F.L. Molloy, Parish of Clonmany, 1814;

‘The titular saint, or as some express it, the guardian, of this parish, is Columbkill. The 9th of June is his festival day, and is observed most ceremoniously by the old people in the parish: on that day they circumambulate certain places, repeating certain prayers, deified, as it were, for him.

They formerly drove down their cattle to the beach, on that day, and swam them in that part of the sea, into which runs the water of St Columb’s well, which is thereby made holy-water; but this custom, of late, has not been practised.

There is also a traditional story told here, that the earth of a little hillhock (tempo desh,) on the right of the road leading from the chapel to the church, formerly expelled all mice and rats, until the earth of it was vended, when its expelling powers ceased; still, however, they carry all their dead around it, as being an ancient custom.

There is a circular flat stone in the centre of the church-yard, about fourteen inches in diameter, on which are two round hollow places, which they say are prints of Saint Columb’s knees. On that day mass used to be celebrated, but of late, I believe, it has being discontinued.’

A Statistical Account or a Parochial Survey of Ireland –  William Shaw Mason.

Saint Laserian’s Feast Day

Carlow-

St Stenan's Tree with rag offering, Kiltinanlea (Folklore 22, no 2 1911, 210-212).

Mr & Mrs S.C. Hall;

‘In the immediate vicinity of Leighlin is a remarkable and very picturesque rath, and close to the cathedral is the well of Saint Laserian. This was until a few years ago a famous resort of the peasantry on the saint’s day, the 18th of April. However the patron was very properly prohibited by the parish priest and it is no longer the scene of gambling and intoxication. Two very old ash trees and a whitethorn which formerly overshadowed the well were cut down about 1823 by the late Captain Vigors of Erindale who leased a considerable tract of land here from the see of Leighton. The Whitethorn was formerly hung with all sorts of rags by devotees, pilgrims or visitors to this holy spot.’

Hall’s Ireland

Saint Martin’s Day

Wexford, 11 November –

360px-New_Ross_1832
New Ross – 1832

Patrick Kennedy;

‘A Wexford legend says that on one recurrence of this festival, November 11, the people in all the boats plying about the Wexford line of coast were warned, by an apparition of the Saint pacing along the waves, to betake themselves to the harbours. All who neglected the advice perished in a storm that ensued the same afternoon.

In our youth (c.1810), no Wexford boat would put to sea on that Saint’s festival, no miller would set his wheel a-going, no housewife would yoke her spinning wheel.
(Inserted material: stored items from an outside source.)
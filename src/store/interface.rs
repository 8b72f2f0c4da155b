//! store::interface
//!
//! Repository store implementation using git2.
//!
//! The [`RepoStore`] struct owns the native repository state and exposes
//! the synchronous lifecycle: [`RepoStore::open`], [`RepoStore::init`],
//! [`RepoStore::close`], plus state queries. It is deliberately small;
//! object and ref formats belong to the storage engine and are not part
//! of this crate's contract.
//!
//! # Error Handling
//!
//! Storage failures are categorized into typed variants:
//! - [`StoreError::NotARepo`]: no repository at the given path
//! - [`StoreError::PathCollision`]: the path is occupied by something
//!   that cannot become a repository
//! - [`StoreError::Locked`]: the repository is locked by another process
//! - [`StoreError::NotOpen`]: a query needed native state and none is held
//! - [`StoreError::Internal`]: any other engine failure, carrying the raw
//!   engine code
//!
//! Every variant maps to a stable non-zero wire code via
//! [`StoreError::code`] for hosts that consume plain integers.
//!
//! # Example
//!
//! ```no_run
//! use repokeep::store::RepoStore;
//! use std::path::Path;
//!
//! let mut store = RepoStore::new();
//! store.init(Path::new("/tmp/new-repo"), false)?;
//! assert!(store.is_open());
//! store.close();
//! store.open(Path::new("/tmp/new-repo"))?;
//! # Ok::<(), repokeep::store::StoreError>(())
//! ```

use std::path::{Path, PathBuf};

use thiserror::Error;
use tracing::debug;

/// Wire codes delivered across the host boundary.
///
/// `0` means success; any non-zero value means failure. Hosts must treat
/// all non-zero values uniformly as failure unless documented otherwise.
/// The constants below give the distinct failure classes stable values.
pub mod code {
    /// The operation succeeded.
    pub const OK: i32 = 0;
    /// Unclassified failure.
    pub const GENERIC: i32 = -1;
    /// No repository exists at the given path.
    pub const NOT_FOUND: i32 = -3;
    /// The path is occupied by content that cannot become a repository.
    pub const EXISTS: i32 = -4;
    /// The repository is locked by another process.
    pub const LOCKED: i32 = -14;
    /// The store holds no native state.
    pub const NOT_OPEN: i32 = -7;
}

/// Errors from store operations.
///
/// The categorization lets the runner deliver a meaningful wire code and
/// lets direct callers branch on failure class without string matching.
#[derive(Debug, Error)]
pub enum StoreError {
    /// No repository found at the path.
    #[error("no repository found at {path}")]
    NotARepo {
        /// The path that was probed
        path: PathBuf,
    },

    /// The path is occupied by existing non-repository content.
    #[error("path collides with existing content: {path}")]
    PathCollision {
        /// The colliding path
        path: PathBuf,
    },

    /// The repository is locked by another process.
    #[error("repository is locked: {message}")]
    Locked {
        /// Engine-provided detail
        message: String,
    },

    /// The store holds no native state.
    ///
    /// Returned by queries that need an opened repository, including after
    /// a `close` with no re-open since.
    #[error("repository store is not open")]
    NotOpen,

    /// Internal storage engine error.
    #[error("storage engine error: {message}")]
    Internal {
        /// Raw engine code (non-zero)
        code: i32,
        /// Engine-provided detail
        message: String,
    },
}

impl StoreError {
    /// The non-zero wire code for this error.
    pub fn code(&self) -> i32 {
        match self {
            StoreError::NotARepo { .. } => code::NOT_FOUND,
            StoreError::PathCollision { .. } => code::EXISTS,
            StoreError::Locked { .. } => code::LOCKED,
            StoreError::NotOpen => code::NOT_OPEN,
            StoreError::Internal { code: raw, .. } => {
                if *raw == code::OK {
                    code::GENERIC
                } else {
                    *raw
                }
            }
        }
    }

    /// Categorize a git2 error for the operation rooted at `path`.
    fn from_git2(err: git2::Error, path: &Path) -> Self {
        match err.code() {
            git2::ErrorCode::NotFound => StoreError::NotARepo {
                path: path.to_path_buf(),
            },
            git2::ErrorCode::Exists => StoreError::PathCollision {
                path: path.to_path_buf(),
            },
            git2::ErrorCode::Locked => StoreError::Locked {
                message: err.message().to_string(),
            },
            _ => StoreError::Internal {
                code: err.raw_code(),
                message: err.message().to_string(),
            },
        }
    }
}

/// Information about an opened repository.
#[derive(Debug, Clone, PartialEq, Eq)]
pub struct RepoInfo {
    /// Path to the metadata directory (`.git` for non-bare repositories,
    /// the repository root itself for bare ones).
    pub git_dir: PathBuf,
    /// Path to the working directory; `None` for bare repositories.
    pub work_dir: Option<PathBuf>,
    /// Whether the repository has no working tree.
    pub bare: bool,
}

/// Native state for an opened repository.
struct Native {
    repo: git2::Repository,
    path: PathBuf,
    bare: bool,
}

/// The repository store.
///
/// Owns the native repository state for one handle. Created empty;
/// populated by a successful [`open`](RepoStore::open) or
/// [`init`](RepoStore::init); emptied by [`close`](RepoStore::close).
/// A store may be reopened after close, against the same path or a
/// different one.
///
/// The store never spawns concurrency. Callers that need background
/// execution wrap it in a [`runner::RepoHandle`](crate::runner::RepoHandle).
pub struct RepoStore {
    state: Option<Native>,
}

impl std::fmt::Debug for RepoStore {
    fn fmt(&self, f: &mut std::fmt::Formatter<'_>) -> std::fmt::Result {
        f.debug_struct("RepoStore")
            .field("path", &self.state.as_ref().map(|n| n.path.as_path()))
            .field("bare", &self.state.as_ref().map(|n| n.bare))
            .finish()
    }
}

impl RepoStore {
    /// Create a store with no native state.
    pub fn new() -> Self {
        Self { state: None }
    }

    /// Open an existing repository rooted exactly at `path`.
    ///
    /// `path` must name the repository root: a directory containing `.git`
    /// metadata, or a bare repository directory itself. There is no upward
    /// discovery from subdirectories.
    ///
    /// Opening over an already-open store releases the previous state
    /// first. Safe to call again after a prior [`close`](RepoStore::close).
    ///
    /// # Errors
    ///
    /// - [`StoreError::NotARepo`] if nothing recognizable exists at `path`
    /// - [`StoreError::Locked`] / [`StoreError::Internal`] for engine-level
    ///   failures (permissions, corrupt metadata)
    pub fn open(&mut self, path: &Path) -> Result<(), StoreError> {
        let repo = git2::Repository::open(path).map_err(|e| StoreError::from_git2(e, path))?;
        let bare = repo.is_bare();
        debug!(path = %path.display(), bare, "opened repository");

        self.state = Some(Native {
            repo,
            path: path.to_path_buf(),
            bare,
        });
        Ok(())
    }

    /// Create a repository at `path`, creating intermediate directories
    /// as needed.
    ///
    /// With `bare == true` no working tree is created; the metadata store
    /// is the repository root. Initializing a path that already holds a
    /// repository is a safe success that leaves existing history intact
    /// (engine reinit semantics).
    ///
    /// # Errors
    ///
    /// - [`StoreError::PathCollision`] if `path` is occupied by content
    ///   that cannot become a repository
    /// - [`StoreError::Internal`] for engine-level failures (permission
    ///   denied, disk exhaustion)
    pub fn init(&mut self, path: &Path, bare: bool) -> Result<(), StoreError> {
        let mut opts = git2::RepositoryInitOptions::new();
        opts.bare(bare).mkpath(true).no_reinit(false);

        let repo = git2::Repository::init_opts(path, &opts)
            .map_err(|e| StoreError::from_git2(e, path))?;
        // A reinit of an existing repository keeps its original layout, so
        // record the bareness the engine reports, not the requested flag.
        let bare = repo.is_bare();
        debug!(path = %path.display(), bare, "initialized repository");

        self.state = Some(Native {
            repo,
            path: path.to_path_buf(),
            bare,
        });
        Ok(())
    }

    /// Release the native state.
    ///
    /// No-op on a closed or never-opened store. After close, queries that
    /// need native state fail with [`StoreError::NotOpen`].
    pub fn close(&mut self) {
        if let Some(native) = self.state.take() {
            debug!(path = %native.path.display(), "closed repository");
        }
    }

    /// Whether the store currently holds native state.
    pub fn is_open(&self) -> bool {
        self.state.is_some()
    }

    /// The path this store was opened or initialized against, if any.
    pub fn path(&self) -> Option<&Path> {
        self.state.as_ref().map(|n| n.path.as_path())
    }

    /// Whether the opened repository is bare.
    ///
    /// # Errors
    ///
    /// [`StoreError::NotOpen`] if the store holds no native state.
    pub fn is_bare(&self) -> Result<bool, StoreError> {
        self.state.as_ref().map(|n| n.bare).ok_or(StoreError::NotOpen)
    }

    /// Information about the opened repository.
    ///
    /// # Errors
    ///
    /// [`StoreError::NotOpen`] if the store holds no native state.
    pub fn info(&self) -> Result<RepoInfo, StoreError> {
        let native = self.state.as_ref().ok_or(StoreError::NotOpen)?;
        Ok(RepoInfo {
            git_dir: native.repo.path().to_path_buf(),
            work_dir: native.repo.workdir().map(|p| p.to_path_buf()),
            bare: native.bare,
        })
    }
}

impl Default for RepoStore {
    fn default() -> Self {
        Self::new()
    }
}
Occasionally, when a goat or sheep was ill, and seemed likely to die, its ear was slit, and itself devoted to St. Martin. If it recovered, it was killed and eaten on some subsequent 11th of November. It would not be sold in the interim for ten times its value.’

Patrick Kennedy – The Banks of the Boro, 1867.

Patron of Clonmacnoise

Offaly-

9 September –

Last Circuit of Pilgrims at Clonmacnoise
Last Circuit of Pilgrims at Clonmacnoise – George Petrie, 1838

Rev. Patrick Fitzgerald, Parish of Clonmacnoise, 1816;

‘There is but one patron day held here, on the 9th of September, in honour of St Kieran (Ciarán) their tutelar saint; it is numerously attended. From 3000 to 4000 people assemble there to do penance from different parts of Ireland, even from the county of Donegal.

Tents and booths are erected round the church-yard for the accommodation of people. The assemblage continues for two days, and often ends in quarrels. Its abolition would be a desirable circumstance. Some persons have been obliged to keep to their beds for weeks, in consequence of beatings received at such meetings.’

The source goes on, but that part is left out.